Saving Britain’s Universities

Academic freedom, democracy and renewal

10th August 2020
Dr Lee Jones & Dr Philip Cunliffe

The COVID-19 pandemic has pushed British universities into a major financial crisis, with at least nine facing outright bankruptcy, up to 50,000 jobs at risk, and government aid meagre at best. Universities also face regular attack for political bias and suppressing free speech. With hundreds of thousands of students soon to be starting their degrees, the sector is in deep trouble, but no one seems to have a vision for renewal. 

In Saving Britain’s Universities, academics Dr Lee Jones (Queen Mary University of London) and Dr Philip Cunliffe (University of Kent) argue that UK higher education was broken long before COVID-19, and offer systematic proposals for radical reform.

Their report shows that the problems UK universities face today have been caused not by the pandemic, but by overexpansion and marketisation. Successive governments have abandoned strategic responsibility for the sector’s size and purpose, allowing reckless expansion, while also micromanaging universities through intensifying regulation. The result is a university experience that is expensive for students and the nation but offers unsatisfactory returns in terms of skills, economic productivity, intellectual rigour and academic standards.
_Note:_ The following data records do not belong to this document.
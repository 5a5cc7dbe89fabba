use std::path::PathBuf;

use clap::Parser;
use geonode_search::app::{self, RunOptions};
use geonode_search::environment::model::ResourceKey;
use geonode_search::environment::{Location, SearchConfig};

/// Search the catalogue of a GeoNode portal
#[derive(Parser, Debug)]
#[command(version, about)]
struct Args {
    /// Location to open, e.g. "/search/?q=roads"
    #[arg(default_value = "/search/")]
    location: String,

    /// Portal base url, overrides the config file
    #[arg(short, long)]
    url: Option<String>,

    /// JSON config file
    #[arg(short, long)]
    config: Option<PathBuf>,

    /// Number of result pages to load
    #[arg(short, long, default_value_t = 1)]
    pages: u32,

    /// Also fetch autocomplete suggestions for this text
    #[arg(long)]
    suggest: Option<String>,

    /// Also resolve the resource with this primary key
    #[arg(long)]
    select: Option<String>,
}

fn load_config(args: &Args) -> Result<SearchConfig, String> {
    let mut config = match &args.config {
        Some(path) => SearchConfig::read(path)?
            .ok_or_else(|| format!("Config {} does not exist", path.display()))?,
        None => SearchConfig::default(),
    };
    if let Some(url) = &args.url {
        config.base_url = url.clone();
    }
    Ok(config)
}

#[tokio::main]
async fn main() {
    app::init_logging();
    let args = Args::parse();

    let config = match load_config(&args) {
        Ok(config) => config,
        Err(e) => {
            log::error!("{e}");
            std::process::exit(2);
        }
    };

    let options = RunOptions {
        config,
        location: Location::parse(&args.location),
        pages: args.pages.max(1),
        suggest: args.suggest.clone(),
        select: args.select.as_deref().map(ResourceKey::from),
    };

    let output = match app::run(options).await {
        Ok(output) => output,
        Err(e) => {
            log::error!("Search failed: {e}");
            std::process::exit(1);
        }
    };

    for resource in &output.resources {
        match serde_json::to_string(resource) {
            Ok(line) => println!("{line}"),
            Err(e) => log::error!("Could not encode resource {}: {e}", resource.pk),
        }
    }
    if !output.suggestions.is_empty() {
        println!("{}", serde_json::json!({ "suggestions": output.suggestions }));
    }
    if let Some(selected) = output.selected {
        println!("{}", serde_json::json!({ "selected": selected }));
    }
}
use std::sync::atomic::{AtomicBool, Ordering};
use std::sync::Arc;
use std::time::Duration;

use futures_util::future::BoxFuture;
use futures_util::{Future, FutureExt};

/// Cancellation handle for a debounced effect. Cloning shares the flag.
#[derive(Clone, Debug, Default)]
pub struct Debouncer(Arc<AtomicBool>);

impl Debouncer {
    pub fn cancel(&self) {
        self.0.store(true, Ordering::SeqCst);
    }

    pub fn is_cancelled(&self) -> bool {
        self.0.load(Ordering::SeqCst)
    }
}

/// Follow-up work returned by a reducer. The store executes it and feeds the
/// resulting actions back into the queue.
pub enum Effect<A> {
    None,
    Action(A),
    Future(BoxFuture<'static, A>),
    Debounce {
        action: A,
        delay: Duration,
        debouncer: Debouncer,
    },
    Merge(Vec<Effect<A>>),
}

impl<A> Effect<A> {
    pub const NONE: Self = Effect::None;

    pub fn action(action: A) -> Self {
        Effect::Action(action)
    }

    pub fn future<T, F>(future: F, map: impl FnOnce(T) -> A + Send + 'static) -> Self
    where
        F: Future<Output = T> + Send + 'static,
        A: 'static,
    {
        Effect::Future(future.map(map).boxed())
    }

    /// Dispatch `action` after `delay` unless `debouncer` was cancelled in between
    pub fn debounce(action: A, delay: Duration, debouncer: Debouncer) -> Self {
        Effect::Debounce {
            action,
            delay,
            debouncer,
        }
    }

    pub fn merge2(a: Self, b: Self) -> Self {
        Effect::Merge(vec![a, b])
    }

    pub fn is_none(&self) -> bool {
        match self {
            Effect::None => true,
            Effect::Merge(effects) => effects.iter().all(Effect::is_none),
            _ => false,
        }
    }
}

impl<A: Send + 'static> Effect<A> {
    /// Run the effect, sending every produced action to `sender`.
    /// Immediate actions are queued in order before this returns.
    pub fn run(self, sender: &flume::Sender<A>) {
        match self {
            Effect::None => {}
            Effect::Action(action) => {
                if sender.send(action).is_err() {
                    log::error!("Store closed, dropping action");
                }
            }
            Effect::Future(future) => {
                let sender = sender.clone();
                tokio::spawn(async move {
                    let action = future.await;
                    if sender.send_async(action).await.is_err() {
                        log::error!("Store closed, dropping action");
                    }
                });
            }
            Effect::Debounce {
                action,
                delay,
                debouncer,
            } => {
                let sender = sender.clone();
                tokio::spawn(async move {
                    tokio::time::sleep(delay).await;
                    if debouncer.is_cancelled() {
                        return;
                    }
                    if sender.send_async(action).await.is_err() {
                        log::error!("Store closed, dropping debounced action");
                    }
                });
            }
            Effect::Merge(effects) => {
                for effect in effects {
                    effect.run(sender);
                }
            }
        }
    }
}

impl<A: std::fmt::Debug> std::fmt::Debug for Effect<A> {
    fn fmt(&self, f: &mut std::fmt::Formatter<'_>) -> std::fmt::Result {
        match self {
            Self::None => write!(f, "None"),
            Self::Action(arg0) => f.debug_tuple("Action").field(arg0).finish(),
            Self::Future(_) => write!(f, "Future"),
            Self::Debounce { action, delay, .. } => f
                .debug_struct("Debounce")
                .field("action", action)
                .field("delay", delay)
                .finish(),
            Self::Merge(arg0) => f.debug_tuple("Merge").field(arg0).finish(),
        }
    }
}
Jones and Cunliffe argue that university expansion has not delivered any of the intended benefits to students, government, the economy, or wider society. Their extensive data analysis shows that:

  • Productivity and economic growth have fallen as student numbers have risen, with the largest expansions occurring in “soft” subjects and vast numbers of graduates in non-graduate jobs;
  • Widening participation has largely involved funnelling poorer students into low-quality institutions, with the financial costs outweighing the benefits for many;
  • Far from saving public money, marketisation has increased government spending on higher education.

They also argue that:

  • Competition has steadily destroyed the integrity of British universities and degraded the quality of higher education, with dumbing down and grade inflation rampant;
  • Far from liberating universities, marketisation has created market Stalinism, with wasteful spending, bureaucracy and managerialism spurred by intensifying competition and government regulation;
  • British universities are becoming increasingly conformist, with intellectual freedom stifled by consumerism and excessive regulation.

To save Britain’s universities, Jones and Cunliffe propose a set of radical reforms:

  • Shrinking the sector through closures and mergers, while rebalancing towards technical and vocational education, including by converting some universities into New Technical Colleges;
  • Re-embedding tertiary education into regional and industrial policy and planning, so universities better serve local communities and the “levelling up” agenda;
  • Ending the competitive market in higher education and abolishing excessive regulation, to enable universities to refocus resources on teaching and research and empower them to reinforce academic standards;
  • The democratisation of internal university governance: empowering academics and local communities to take back control from overpaid and incompetent senior managers; 
  • New legislation to protect academic freedom, to restore freedom of thought and speech on campuses;
  • The creation of four new Free Universities, immediately liberated from excessive internal and external regulation, which will trailblaze a new path of teaching and research.

Dr Lee Jones is Reader in International Politics at Queen Mary University of London. He was the first person in his working-class family to attend university. Lee has been active in the University and College Union and the Convention on Higher Education for over a decade, writing extensively on university marketisation and its consequences. His academic research focuses on political economy and governance, particularly in East and Southeast Asia. His website is www.leejones.tk and he tweets @DrLeeJones.

Dr Philip Cunliffe is Senior Lecturer in International Conflict, and Vice-President of the University and College Union branch at the University of Kent. He writes and researches widely on international politics, on issues ranging from the Balkans to Brexit. He is also a founder member of The Full Brexit network, and sits on Cieo’s Board of Directors. He tweets @thephilippics.